Jürgen Habermas warf im Zuge seiner Auseinandersetzung mit der ersten Generation der Frankfurter Schule Fragen auf, die bis heute die Debatten prägen: Wie und aus welchen Gründen ist die bestehende Gesellschaft zu kritisieren? Welche normativen Kriterien liegen unserer Bewertung des status quo zugrunde? Und was ist die Quelle dieser Kriterien? Adorno und Horkheimer, so Habermas, hätten auf Grundlage ihrer Vernunft-Genealogie in der Dialektik der Aufklärung keine schlüssige Antwort auf diese Fragen mehr geben können; die von Beginn an mit Instrumentalisierung und sozialer Herrschaft verstrickte, schließlich im Menschheitsverbrechen des Holocaust mündende Vernunft konnte ihnen nicht länger als emanzipatorischer Bezugspunkt dienen. Die Begründer der Kritischen Theorie hätten die normativen Grundlagen ihrer eigenen Kritik diskreditiert und sich damit buchstäblich den Boden unter den Füßen weggezogen.

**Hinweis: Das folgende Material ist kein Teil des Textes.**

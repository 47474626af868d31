//! Online mean/error accumulator and its algebra.

use std::ops::{Add, Div, Mul};

use serde::{Deserialize, Serialize};

/// Denominators with smaller magnitude make a ratio degenerate.
pub const DIVISION_THRESHOLD: f64 = 1e-7;

/// Standard error of the mean from raw moments.
pub fn sigma(mean: f64, sum2: f64, n: u64) -> f64 {
    if n == 0 {
        return 0.0;
    }
    let n = n as f64;
    ((sum2 / n - mean * mean).abs() / n).sqrt()
}

/// Running mean, sum, sum of squares, entry count and standard error.
///
/// [`Statistic::fill`] and [`Statistic::merge`] keep raw moments. The
/// operators (`+`, `*`, `/`) implement error propagation between
/// independent estimates; their `sum2` holds the propagated variance.
#[derive(Debug, Clone, Copy, Default, PartialEq, Serialize, Deserialize)]
pub struct Statistic {
    mean: f64,
    sum: f64,
    sum2: f64,
    entries: u64,
    error: f64,
}

impl Statistic {
    /// Construct from explicit moments.
    pub fn from_parts(mean: f64, sum: f64, sum2: f64, entries: u64, error: f64) -> Self {
        Self { mean, sum, sum2, entries, error }
    }

    /// Mean of filled values.
    pub fn mean(&self) -> f64 {
        self.mean
    }

    /// Sum of filled values.
    pub fn sum(&self) -> f64 {
        self.sum
    }

    /// Sum of squares (or propagated variance after algebra).
    pub fn sum2(&self) -> f64 {
        self.sum2
    }

    /// Number of entries.
    pub fn entries(&self) -> u64 {
        self.entries
    }

    /// Standard error of the mean.
    pub fn error(&self) -> f64 {
        self.error
    }

    /// Population variance of filled values.
    pub fn variance(&self) -> f64 {
        if self.entries == 0 {
            return 0.0;
        }
        (self.sum2 / self.entries as f64 - self.mean * self.mean).abs()
    }

    /// Square root of [`Statistic::variance`].
    pub fn std_dev(&self) -> f64 {
        self.variance().sqrt()
    }

    /// Add one value.
    pub fn fill(&mut self, value: f64) {
        self.fill_n(value, 1);
    }

    /// Add `value` with integer multiplicity `k` (resampling weight).
    pub fn fill_n(&mut self, value: f64, k: u32) {
        if k == 0 {
            return;
        }
        let k_f = f64::from(k);
        self.sum += value * k_f;
        self.sum2 += value * value * k_f;
        self.entries += u64::from(k);
        self.refresh();
    }

    /// Merge raw moments of a disjoint sample.
    ///
    /// Associative and commutative; sharded accumulations merged this way
    /// equal the sequential fill up to rounding.
    pub fn merge(&mut self, other: &Statistic) {
        self.sum += other.sum;
        self.sum2 += other.sum2;
        self.entries += other.entries;
        self.refresh();
    }

    /// Element-wise `sqrt(|x|)` of mean, sum, sum2 and error.
    pub fn sqrt(self) -> Self {
        Self {
            mean: self.mean.abs().sqrt(),
            sum: self.sum.abs().sqrt(),
            sum2: self.sum2.abs().sqrt(),
            entries: self.entries,
            error: self.error.abs().sqrt(),
        }
    }

    fn refresh(&mut self) {
        if self.entries == 0 {
            *self = Self::default();
            return;
        }
        self.mean = self.sum / self.entries as f64;
        self.error = sigma(self.mean, self.sum2, self.entries);
    }
}

impl Add for Statistic {
    type Output = Statistic;

    /// Entry-weighted combination of two independent estimates.
    fn add(self, b: Statistic) -> Statistic {
        let entries = self.entries + b.entries;
        if entries == 0 {
            return Statistic::default();
        }
        let (na, nb, n) = (self.entries as f64, b.entries as f64, entries as f64);
        let mean = (na * self.mean + nb * b.mean) / n;
        let sum2 = (self.sum2 * na + b.sum2 * nb) / n;
        Statistic { mean, sum: mean * n, sum2, entries, error: sum2.abs().sqrt() }
    }
}

impl Mul for Statistic {
    type Output = Statistic;

    fn mul(self, b: Statistic) -> Statistic {
        let mean = self.mean * b.mean;
        let sum2 = self.mean * self.mean * b.error * b.error + b.mean * b.mean * self.error * self.error;
        let entries = self.entries + b.entries;
        Statistic { mean, sum: mean * entries as f64, sum2, entries, error: sum2.sqrt() }
    }
}

impl Div for Statistic {
    type Output = Statistic;

    /// Ratio with propagated error; the zero statistic when `|b.mean| < 1e-7`.
    fn div(self, b: Statistic) -> Statistic {
        let entries = self.entries + b.entries;
        if b.mean.abs() < DIVISION_THRESHOLD {
            return Statistic { entries, ..Statistic::default() };
        }
        let mean = self.mean / b.mean;
        let b2 = b.mean * b.mean;
        let sum2 = self.error * self.error / b2 + self.mean * self.mean / (b2 * b2) * b.error * b.error;
        Statistic { mean, sum: mean * entries as f64, sum2, entries, error: sum2.sqrt() }
    }
}

impl Mul<f64> for Statistic {
    type Output = Statistic;

    fn mul(self, b: f64) -> Statistic {
        Statistic {
            mean: self.mean * b,
            sum: self.sum * b,
            sum2: self.sum2 * b * b,
            entries: self.entries,
            error: self.error * b.abs(),
        }
    }
}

Um dieses normative Begründungsdefizit seiner Vorgänger zu beheben, arbeitete Habermas an einer sprechakttheoretischen Lösung: Jeder, der sich auf eine Argumentation einlässt, erhebe (implizit) Geltungsansprüche, aus denen sich ein oberstes Moralprinzip ableiten lasse. Ähnlich wie der kategorische Imperativ Kants formuliert die Diskursethik nicht selbst konkrete soziale Normen, sondern stellt mit dem Universalisierungsgrundsatz ein Prüfverfahren zur Verfügung, das nicht von den Wertorientierungen dieser Gesellschaft abhängig ist, sondern sich aus dem normativen Telos der Sprache ergebe.
Veranstaltungsformat: Alle 14 Tage findet eine Videokonferenz (BigBlueButton) statt, in der die zwischenzeitlich vorzubereitenden Textabschnitte besprochen werden.
Literatur: Alle Texte, die besprochen werden, stehen unter dem Reiter "Dateien" als Scan zur Verfügung.